→ **Work to complete**: Give again the lines of the data from its first line through the line with "verify HS256 signatures". Change nothing.

→ **Saved data entries**:
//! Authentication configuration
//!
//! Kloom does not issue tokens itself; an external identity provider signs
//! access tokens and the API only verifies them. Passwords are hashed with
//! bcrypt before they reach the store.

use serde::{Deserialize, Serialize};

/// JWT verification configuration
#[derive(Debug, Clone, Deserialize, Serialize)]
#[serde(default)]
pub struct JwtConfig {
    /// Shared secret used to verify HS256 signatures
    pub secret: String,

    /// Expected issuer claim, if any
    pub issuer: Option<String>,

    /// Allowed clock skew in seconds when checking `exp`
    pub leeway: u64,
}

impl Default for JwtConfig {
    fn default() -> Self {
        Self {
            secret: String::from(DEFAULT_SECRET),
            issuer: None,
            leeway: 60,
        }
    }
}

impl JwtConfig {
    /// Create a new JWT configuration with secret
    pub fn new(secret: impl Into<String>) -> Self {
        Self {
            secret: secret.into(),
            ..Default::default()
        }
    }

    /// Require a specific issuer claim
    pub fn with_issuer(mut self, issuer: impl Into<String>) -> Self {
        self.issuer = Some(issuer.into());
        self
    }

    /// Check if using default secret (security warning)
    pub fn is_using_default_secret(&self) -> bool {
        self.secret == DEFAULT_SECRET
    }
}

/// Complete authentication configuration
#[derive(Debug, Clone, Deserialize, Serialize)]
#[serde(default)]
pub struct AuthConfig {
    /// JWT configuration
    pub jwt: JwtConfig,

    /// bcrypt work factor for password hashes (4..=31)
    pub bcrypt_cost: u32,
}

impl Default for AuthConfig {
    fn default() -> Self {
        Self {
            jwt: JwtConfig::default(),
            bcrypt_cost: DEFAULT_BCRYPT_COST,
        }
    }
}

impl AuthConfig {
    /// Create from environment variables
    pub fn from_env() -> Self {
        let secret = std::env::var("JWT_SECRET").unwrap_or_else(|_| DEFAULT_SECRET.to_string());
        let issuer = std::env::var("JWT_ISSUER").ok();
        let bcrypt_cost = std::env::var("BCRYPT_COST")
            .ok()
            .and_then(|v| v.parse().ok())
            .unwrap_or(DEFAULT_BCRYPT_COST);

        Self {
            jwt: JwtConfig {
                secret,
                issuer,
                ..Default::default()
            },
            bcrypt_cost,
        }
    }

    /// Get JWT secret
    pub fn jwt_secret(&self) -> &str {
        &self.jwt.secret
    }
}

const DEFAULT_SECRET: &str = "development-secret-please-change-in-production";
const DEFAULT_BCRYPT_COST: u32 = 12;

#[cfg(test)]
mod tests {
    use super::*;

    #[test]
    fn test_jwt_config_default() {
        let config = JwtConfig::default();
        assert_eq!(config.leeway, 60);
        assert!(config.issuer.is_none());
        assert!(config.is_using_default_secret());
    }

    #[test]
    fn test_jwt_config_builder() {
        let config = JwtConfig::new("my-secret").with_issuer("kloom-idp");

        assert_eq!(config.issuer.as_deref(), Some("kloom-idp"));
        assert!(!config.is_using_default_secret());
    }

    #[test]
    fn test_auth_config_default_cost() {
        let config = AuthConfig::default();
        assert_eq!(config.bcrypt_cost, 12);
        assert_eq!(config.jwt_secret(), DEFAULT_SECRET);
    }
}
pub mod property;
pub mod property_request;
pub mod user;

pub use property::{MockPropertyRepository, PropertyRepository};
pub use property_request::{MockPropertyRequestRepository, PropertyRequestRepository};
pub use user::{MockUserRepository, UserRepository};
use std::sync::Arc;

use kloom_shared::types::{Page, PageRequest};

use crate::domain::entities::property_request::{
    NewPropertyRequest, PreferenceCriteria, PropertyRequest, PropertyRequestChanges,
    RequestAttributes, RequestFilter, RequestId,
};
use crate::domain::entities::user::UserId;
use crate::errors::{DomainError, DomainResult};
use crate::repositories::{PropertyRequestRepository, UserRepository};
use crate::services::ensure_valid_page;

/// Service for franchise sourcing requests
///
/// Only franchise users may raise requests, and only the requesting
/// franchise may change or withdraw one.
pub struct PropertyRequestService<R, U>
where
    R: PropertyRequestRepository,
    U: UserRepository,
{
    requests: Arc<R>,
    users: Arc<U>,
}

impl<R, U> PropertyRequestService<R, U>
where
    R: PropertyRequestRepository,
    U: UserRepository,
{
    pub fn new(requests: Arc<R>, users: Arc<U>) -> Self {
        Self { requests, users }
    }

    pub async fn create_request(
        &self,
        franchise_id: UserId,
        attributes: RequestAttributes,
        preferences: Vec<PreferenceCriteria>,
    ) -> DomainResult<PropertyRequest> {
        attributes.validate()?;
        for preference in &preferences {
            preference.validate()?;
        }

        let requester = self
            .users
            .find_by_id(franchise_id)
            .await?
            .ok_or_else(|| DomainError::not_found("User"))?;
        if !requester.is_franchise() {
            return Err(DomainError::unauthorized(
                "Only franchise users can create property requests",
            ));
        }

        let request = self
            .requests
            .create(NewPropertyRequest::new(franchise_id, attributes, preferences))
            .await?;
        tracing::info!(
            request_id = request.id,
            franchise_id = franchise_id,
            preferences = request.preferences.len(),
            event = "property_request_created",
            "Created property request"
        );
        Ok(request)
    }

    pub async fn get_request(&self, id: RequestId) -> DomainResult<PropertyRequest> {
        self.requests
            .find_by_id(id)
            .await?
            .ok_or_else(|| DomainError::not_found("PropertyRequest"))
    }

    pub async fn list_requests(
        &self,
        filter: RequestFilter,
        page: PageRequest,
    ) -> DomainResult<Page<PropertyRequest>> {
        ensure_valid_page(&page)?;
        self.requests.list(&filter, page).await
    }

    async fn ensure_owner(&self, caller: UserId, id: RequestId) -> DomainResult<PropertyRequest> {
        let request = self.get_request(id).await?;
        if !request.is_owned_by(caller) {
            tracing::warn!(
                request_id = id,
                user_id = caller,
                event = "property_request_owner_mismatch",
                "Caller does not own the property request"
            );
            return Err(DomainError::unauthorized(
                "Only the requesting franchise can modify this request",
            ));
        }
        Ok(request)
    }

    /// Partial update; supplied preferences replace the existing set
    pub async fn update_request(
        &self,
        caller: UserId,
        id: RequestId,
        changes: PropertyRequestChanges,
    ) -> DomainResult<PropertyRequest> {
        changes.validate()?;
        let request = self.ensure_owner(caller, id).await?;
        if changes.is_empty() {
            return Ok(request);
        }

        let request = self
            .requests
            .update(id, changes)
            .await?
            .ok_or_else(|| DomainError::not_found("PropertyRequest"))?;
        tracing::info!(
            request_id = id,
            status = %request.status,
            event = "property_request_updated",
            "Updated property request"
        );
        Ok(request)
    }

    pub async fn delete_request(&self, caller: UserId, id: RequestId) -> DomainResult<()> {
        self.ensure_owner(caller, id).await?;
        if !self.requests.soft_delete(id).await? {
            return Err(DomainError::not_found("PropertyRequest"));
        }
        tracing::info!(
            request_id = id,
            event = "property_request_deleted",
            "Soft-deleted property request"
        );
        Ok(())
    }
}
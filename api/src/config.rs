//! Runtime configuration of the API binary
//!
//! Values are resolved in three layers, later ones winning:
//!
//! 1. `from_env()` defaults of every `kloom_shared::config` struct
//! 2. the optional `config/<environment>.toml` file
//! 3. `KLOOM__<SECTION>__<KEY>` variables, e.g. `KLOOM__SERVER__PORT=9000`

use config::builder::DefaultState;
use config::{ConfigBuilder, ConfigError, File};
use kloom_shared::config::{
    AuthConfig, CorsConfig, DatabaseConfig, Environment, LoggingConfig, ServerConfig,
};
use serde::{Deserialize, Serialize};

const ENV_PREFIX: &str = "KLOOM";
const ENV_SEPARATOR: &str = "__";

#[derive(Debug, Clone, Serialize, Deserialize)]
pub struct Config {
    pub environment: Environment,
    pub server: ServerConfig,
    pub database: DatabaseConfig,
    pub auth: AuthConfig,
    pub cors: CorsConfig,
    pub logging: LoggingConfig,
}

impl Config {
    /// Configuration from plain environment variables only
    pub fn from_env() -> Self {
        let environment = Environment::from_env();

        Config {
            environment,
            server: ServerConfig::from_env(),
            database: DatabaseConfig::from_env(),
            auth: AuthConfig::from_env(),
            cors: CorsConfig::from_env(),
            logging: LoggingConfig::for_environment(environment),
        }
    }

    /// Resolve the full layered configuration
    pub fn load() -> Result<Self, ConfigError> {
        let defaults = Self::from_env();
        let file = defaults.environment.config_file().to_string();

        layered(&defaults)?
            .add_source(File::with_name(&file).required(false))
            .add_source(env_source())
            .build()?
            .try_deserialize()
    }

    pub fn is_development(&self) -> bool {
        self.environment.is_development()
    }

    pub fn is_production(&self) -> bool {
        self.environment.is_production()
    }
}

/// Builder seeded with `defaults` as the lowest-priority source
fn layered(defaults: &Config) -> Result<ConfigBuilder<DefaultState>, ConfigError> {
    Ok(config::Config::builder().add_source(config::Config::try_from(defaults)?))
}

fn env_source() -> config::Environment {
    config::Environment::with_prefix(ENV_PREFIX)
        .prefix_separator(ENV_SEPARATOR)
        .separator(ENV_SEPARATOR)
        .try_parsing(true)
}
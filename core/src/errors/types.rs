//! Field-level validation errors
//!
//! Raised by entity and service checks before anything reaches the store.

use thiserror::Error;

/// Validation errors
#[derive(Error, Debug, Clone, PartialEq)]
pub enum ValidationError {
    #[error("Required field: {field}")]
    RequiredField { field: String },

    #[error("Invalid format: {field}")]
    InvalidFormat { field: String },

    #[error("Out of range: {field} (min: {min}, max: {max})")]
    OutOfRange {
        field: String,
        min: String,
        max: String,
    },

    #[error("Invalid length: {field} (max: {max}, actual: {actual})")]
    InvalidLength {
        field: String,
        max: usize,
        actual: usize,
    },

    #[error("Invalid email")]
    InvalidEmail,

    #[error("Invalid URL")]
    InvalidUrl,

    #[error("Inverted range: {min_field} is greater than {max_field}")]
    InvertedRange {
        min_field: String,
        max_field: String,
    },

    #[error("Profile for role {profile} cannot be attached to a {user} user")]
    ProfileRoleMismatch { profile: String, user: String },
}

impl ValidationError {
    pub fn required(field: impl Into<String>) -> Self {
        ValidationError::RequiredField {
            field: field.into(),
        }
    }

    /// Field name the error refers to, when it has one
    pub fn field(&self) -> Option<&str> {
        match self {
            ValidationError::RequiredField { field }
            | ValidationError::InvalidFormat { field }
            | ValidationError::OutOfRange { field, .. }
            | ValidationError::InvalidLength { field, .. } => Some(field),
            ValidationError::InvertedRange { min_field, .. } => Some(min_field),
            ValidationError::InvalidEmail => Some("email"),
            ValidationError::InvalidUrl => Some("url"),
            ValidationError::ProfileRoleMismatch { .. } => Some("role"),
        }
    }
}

→ **Finished task**:
//! Authentication configuration
//!
//! Kloom does not issue tokens itself; an external identity provider signs
//! access tokens and the API only verifies them. Passwords are hashed with
//! bcrypt before they reach the store.

use serde::{Deserialize, Serialize};

/// JWT verification configuration
#[derive(Debug, Clone, Deserialize, Serialize)]
#[serde(default)]
pub struct JwtConfig {
    /// Shared secret used to verify HS256 signatures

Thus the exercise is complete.